Source data:
········

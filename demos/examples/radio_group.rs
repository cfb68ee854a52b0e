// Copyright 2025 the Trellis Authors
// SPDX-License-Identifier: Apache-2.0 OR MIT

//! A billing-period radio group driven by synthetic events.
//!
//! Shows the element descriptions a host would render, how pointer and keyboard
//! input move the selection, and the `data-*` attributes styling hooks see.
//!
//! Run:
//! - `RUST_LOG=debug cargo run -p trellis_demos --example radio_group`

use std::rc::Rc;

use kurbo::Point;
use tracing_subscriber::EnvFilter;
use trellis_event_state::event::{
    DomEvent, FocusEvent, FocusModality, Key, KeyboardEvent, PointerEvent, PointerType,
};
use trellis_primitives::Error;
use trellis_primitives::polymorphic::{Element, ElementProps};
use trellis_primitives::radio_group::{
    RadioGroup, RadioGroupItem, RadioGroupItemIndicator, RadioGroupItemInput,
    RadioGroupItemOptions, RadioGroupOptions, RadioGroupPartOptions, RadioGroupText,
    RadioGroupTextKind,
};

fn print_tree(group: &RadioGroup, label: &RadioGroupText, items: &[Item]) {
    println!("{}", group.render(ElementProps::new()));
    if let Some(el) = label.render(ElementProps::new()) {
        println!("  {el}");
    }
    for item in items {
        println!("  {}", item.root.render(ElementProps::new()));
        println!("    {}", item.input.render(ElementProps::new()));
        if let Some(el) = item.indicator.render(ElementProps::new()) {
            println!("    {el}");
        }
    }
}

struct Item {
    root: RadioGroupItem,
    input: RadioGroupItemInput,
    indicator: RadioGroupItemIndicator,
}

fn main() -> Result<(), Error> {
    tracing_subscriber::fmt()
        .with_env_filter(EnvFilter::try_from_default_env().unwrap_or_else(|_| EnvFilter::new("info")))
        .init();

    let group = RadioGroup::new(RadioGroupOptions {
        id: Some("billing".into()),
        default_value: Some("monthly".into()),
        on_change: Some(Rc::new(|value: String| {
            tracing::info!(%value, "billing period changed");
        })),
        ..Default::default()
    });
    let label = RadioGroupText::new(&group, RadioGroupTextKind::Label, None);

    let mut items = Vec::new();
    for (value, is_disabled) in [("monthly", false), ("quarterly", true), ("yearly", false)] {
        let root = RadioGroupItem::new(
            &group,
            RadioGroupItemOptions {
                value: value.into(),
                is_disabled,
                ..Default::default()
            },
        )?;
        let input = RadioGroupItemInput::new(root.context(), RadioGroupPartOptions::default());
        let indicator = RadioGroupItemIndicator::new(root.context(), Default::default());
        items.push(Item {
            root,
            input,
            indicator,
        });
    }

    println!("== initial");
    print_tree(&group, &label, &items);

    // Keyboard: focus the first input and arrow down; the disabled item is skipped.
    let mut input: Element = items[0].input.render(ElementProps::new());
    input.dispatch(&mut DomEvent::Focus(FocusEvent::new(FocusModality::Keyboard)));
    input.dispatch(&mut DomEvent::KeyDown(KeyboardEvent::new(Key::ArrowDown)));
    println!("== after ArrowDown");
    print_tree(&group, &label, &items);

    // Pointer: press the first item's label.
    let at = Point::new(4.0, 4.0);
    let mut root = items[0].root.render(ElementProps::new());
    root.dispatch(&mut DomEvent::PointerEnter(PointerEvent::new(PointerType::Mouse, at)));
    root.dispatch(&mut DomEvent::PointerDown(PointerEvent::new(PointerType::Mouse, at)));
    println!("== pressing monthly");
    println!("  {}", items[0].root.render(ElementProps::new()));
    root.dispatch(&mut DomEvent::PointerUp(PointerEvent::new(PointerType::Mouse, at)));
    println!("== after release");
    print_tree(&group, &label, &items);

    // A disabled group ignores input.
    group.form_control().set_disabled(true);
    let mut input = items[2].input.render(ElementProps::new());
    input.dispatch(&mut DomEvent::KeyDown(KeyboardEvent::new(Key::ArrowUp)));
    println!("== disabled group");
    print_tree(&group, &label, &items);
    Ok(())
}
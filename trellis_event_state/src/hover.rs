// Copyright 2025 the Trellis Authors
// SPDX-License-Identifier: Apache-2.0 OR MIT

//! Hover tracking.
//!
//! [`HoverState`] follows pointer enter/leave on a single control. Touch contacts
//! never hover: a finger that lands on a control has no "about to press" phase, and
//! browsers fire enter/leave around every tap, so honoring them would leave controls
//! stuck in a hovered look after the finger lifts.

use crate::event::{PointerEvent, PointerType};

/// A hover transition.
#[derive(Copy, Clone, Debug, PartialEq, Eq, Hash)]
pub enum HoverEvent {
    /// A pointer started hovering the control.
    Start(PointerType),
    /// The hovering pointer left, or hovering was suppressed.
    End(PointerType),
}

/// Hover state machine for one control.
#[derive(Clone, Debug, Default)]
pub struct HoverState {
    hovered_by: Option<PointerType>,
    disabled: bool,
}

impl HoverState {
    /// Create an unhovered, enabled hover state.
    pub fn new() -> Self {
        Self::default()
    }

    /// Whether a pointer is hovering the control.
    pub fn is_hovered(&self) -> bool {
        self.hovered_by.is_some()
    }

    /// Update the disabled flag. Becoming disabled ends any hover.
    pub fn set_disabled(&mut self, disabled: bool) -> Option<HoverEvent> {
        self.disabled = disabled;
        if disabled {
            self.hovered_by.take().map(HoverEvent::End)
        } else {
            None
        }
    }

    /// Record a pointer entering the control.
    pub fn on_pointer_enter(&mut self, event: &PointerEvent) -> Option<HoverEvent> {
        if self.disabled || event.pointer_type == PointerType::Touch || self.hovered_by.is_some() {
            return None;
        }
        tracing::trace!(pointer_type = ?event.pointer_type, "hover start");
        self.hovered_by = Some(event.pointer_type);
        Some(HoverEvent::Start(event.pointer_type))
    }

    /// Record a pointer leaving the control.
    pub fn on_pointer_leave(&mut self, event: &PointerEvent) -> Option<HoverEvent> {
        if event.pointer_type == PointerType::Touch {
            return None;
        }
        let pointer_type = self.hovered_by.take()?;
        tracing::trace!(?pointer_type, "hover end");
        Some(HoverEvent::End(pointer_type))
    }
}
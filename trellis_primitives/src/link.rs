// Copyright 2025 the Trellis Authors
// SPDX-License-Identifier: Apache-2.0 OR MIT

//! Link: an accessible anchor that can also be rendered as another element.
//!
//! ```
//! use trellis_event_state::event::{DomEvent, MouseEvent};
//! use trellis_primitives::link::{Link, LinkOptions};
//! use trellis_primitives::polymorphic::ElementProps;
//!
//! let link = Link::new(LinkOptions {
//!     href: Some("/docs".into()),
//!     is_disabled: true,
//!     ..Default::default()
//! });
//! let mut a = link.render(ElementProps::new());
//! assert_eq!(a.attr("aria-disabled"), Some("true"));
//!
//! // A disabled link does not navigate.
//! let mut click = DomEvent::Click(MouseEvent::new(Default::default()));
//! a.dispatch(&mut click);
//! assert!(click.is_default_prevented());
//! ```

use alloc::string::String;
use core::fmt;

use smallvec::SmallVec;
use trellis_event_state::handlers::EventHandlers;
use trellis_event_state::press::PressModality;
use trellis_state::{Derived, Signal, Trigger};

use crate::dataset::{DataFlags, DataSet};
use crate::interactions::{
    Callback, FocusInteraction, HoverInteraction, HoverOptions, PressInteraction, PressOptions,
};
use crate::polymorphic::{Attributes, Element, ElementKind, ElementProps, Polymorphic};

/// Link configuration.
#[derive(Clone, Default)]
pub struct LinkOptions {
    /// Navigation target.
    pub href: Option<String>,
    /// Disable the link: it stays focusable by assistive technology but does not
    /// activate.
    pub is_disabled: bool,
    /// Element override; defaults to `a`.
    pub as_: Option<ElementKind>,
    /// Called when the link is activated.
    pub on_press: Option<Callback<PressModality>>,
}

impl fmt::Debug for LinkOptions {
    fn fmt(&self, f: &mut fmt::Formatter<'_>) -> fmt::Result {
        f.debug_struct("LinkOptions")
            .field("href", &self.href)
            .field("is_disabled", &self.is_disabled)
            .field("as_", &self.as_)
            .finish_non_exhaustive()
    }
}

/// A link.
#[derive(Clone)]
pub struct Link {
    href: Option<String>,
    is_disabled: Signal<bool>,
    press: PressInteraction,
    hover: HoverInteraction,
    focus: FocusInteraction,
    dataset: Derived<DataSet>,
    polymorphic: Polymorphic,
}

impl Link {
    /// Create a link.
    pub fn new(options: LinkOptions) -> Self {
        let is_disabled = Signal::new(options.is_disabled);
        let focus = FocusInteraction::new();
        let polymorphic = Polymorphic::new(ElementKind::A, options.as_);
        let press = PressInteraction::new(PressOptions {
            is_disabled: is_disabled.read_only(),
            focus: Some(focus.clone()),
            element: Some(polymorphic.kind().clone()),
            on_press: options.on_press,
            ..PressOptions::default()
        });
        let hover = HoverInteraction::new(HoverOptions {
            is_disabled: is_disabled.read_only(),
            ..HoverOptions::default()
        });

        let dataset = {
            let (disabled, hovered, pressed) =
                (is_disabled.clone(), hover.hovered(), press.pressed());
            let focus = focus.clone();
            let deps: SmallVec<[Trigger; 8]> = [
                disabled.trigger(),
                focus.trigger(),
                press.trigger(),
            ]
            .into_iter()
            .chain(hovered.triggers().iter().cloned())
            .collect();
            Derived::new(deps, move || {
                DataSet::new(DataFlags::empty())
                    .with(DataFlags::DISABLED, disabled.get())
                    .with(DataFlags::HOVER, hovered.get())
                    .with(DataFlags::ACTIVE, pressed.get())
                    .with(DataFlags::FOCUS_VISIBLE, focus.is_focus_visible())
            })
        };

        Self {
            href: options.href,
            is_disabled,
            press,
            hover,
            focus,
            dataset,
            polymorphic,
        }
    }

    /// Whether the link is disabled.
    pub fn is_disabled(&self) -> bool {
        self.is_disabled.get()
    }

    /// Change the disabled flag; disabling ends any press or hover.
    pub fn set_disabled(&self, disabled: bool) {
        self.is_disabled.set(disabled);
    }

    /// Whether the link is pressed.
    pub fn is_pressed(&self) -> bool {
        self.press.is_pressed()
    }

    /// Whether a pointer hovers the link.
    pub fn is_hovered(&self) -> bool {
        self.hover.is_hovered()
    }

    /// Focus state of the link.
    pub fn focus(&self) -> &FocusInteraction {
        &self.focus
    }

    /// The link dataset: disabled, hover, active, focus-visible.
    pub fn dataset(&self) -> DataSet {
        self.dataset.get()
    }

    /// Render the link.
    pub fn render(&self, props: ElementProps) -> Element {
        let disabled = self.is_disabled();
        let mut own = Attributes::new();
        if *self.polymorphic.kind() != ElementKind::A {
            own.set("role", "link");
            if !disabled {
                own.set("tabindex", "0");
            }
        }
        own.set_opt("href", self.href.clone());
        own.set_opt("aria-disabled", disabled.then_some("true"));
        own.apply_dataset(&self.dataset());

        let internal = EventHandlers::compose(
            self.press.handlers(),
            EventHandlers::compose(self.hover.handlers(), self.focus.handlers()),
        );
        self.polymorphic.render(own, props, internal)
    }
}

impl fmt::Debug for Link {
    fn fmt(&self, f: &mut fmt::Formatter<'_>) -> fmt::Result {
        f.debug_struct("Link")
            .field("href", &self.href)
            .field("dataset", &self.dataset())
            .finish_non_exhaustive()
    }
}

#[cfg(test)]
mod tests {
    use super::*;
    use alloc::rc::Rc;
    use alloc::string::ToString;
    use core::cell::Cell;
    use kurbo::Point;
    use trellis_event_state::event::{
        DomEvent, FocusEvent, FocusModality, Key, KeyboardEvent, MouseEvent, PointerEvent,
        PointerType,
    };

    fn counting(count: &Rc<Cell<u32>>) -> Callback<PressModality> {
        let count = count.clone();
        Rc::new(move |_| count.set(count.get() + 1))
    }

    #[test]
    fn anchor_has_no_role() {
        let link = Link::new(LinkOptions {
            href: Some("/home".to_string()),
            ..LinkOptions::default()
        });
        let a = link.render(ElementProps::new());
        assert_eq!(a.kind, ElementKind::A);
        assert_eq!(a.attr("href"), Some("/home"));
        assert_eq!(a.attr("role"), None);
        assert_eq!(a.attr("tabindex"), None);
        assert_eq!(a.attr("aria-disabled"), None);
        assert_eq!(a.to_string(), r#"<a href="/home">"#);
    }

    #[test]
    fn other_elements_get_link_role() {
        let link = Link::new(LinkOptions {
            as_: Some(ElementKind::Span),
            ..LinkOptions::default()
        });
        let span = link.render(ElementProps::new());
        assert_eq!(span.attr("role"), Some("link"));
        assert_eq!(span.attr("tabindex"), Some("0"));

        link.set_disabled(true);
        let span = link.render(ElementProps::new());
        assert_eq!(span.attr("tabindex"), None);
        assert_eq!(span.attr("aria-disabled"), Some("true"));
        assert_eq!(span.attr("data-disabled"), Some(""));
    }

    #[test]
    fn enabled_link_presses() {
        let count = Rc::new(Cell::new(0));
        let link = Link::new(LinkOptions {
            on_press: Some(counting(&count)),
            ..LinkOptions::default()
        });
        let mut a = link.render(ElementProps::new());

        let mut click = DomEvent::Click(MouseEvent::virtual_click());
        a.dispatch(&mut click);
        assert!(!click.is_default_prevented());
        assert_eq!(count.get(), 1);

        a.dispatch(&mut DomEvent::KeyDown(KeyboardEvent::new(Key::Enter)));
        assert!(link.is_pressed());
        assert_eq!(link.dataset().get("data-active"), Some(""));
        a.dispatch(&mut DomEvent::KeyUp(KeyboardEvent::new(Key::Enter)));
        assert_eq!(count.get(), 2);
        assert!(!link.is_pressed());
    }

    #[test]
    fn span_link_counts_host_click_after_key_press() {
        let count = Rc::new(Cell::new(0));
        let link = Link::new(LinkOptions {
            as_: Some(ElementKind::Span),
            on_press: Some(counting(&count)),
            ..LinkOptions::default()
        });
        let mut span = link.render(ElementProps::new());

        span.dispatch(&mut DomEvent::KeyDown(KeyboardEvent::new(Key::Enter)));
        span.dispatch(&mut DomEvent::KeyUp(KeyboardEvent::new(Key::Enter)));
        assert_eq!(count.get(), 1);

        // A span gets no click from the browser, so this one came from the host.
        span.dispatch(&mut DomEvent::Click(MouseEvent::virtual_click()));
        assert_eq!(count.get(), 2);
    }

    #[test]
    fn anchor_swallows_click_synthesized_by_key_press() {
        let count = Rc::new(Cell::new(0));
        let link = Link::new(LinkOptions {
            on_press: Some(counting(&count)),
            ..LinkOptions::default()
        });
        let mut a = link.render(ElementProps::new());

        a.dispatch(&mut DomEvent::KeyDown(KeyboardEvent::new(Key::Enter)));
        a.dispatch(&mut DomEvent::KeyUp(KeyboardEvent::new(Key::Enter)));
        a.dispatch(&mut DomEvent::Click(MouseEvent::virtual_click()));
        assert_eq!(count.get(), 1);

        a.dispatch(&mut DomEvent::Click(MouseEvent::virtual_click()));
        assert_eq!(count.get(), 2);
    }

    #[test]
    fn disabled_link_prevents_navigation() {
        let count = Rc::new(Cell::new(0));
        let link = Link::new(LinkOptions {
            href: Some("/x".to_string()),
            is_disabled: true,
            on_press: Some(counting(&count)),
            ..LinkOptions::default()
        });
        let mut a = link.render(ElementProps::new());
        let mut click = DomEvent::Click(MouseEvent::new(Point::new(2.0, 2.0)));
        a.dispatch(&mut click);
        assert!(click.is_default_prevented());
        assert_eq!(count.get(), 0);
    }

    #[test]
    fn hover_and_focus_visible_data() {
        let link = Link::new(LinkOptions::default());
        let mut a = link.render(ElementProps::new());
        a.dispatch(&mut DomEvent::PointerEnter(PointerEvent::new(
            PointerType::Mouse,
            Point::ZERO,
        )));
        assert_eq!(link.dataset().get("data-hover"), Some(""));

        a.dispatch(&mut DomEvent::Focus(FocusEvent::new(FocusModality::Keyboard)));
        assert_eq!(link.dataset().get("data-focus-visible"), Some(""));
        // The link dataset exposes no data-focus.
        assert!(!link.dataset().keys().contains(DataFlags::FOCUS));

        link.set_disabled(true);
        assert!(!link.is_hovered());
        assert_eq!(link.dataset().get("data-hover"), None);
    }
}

········

Reproduce exactly, and only, the lines from the start of the entries through the one that contains "pointer and keyboard".

filename demos/examples/radio_group.rs
repository cfb68ee854a52b0e
// Copyright 2025 the Trellis Authors
// SPDX-License-Identifier: Apache-2.0 OR MIT

//! A billing-period radio group driven by synthetic events.
//!
//! Shows the element descriptions a host would render, how pointer and keyboard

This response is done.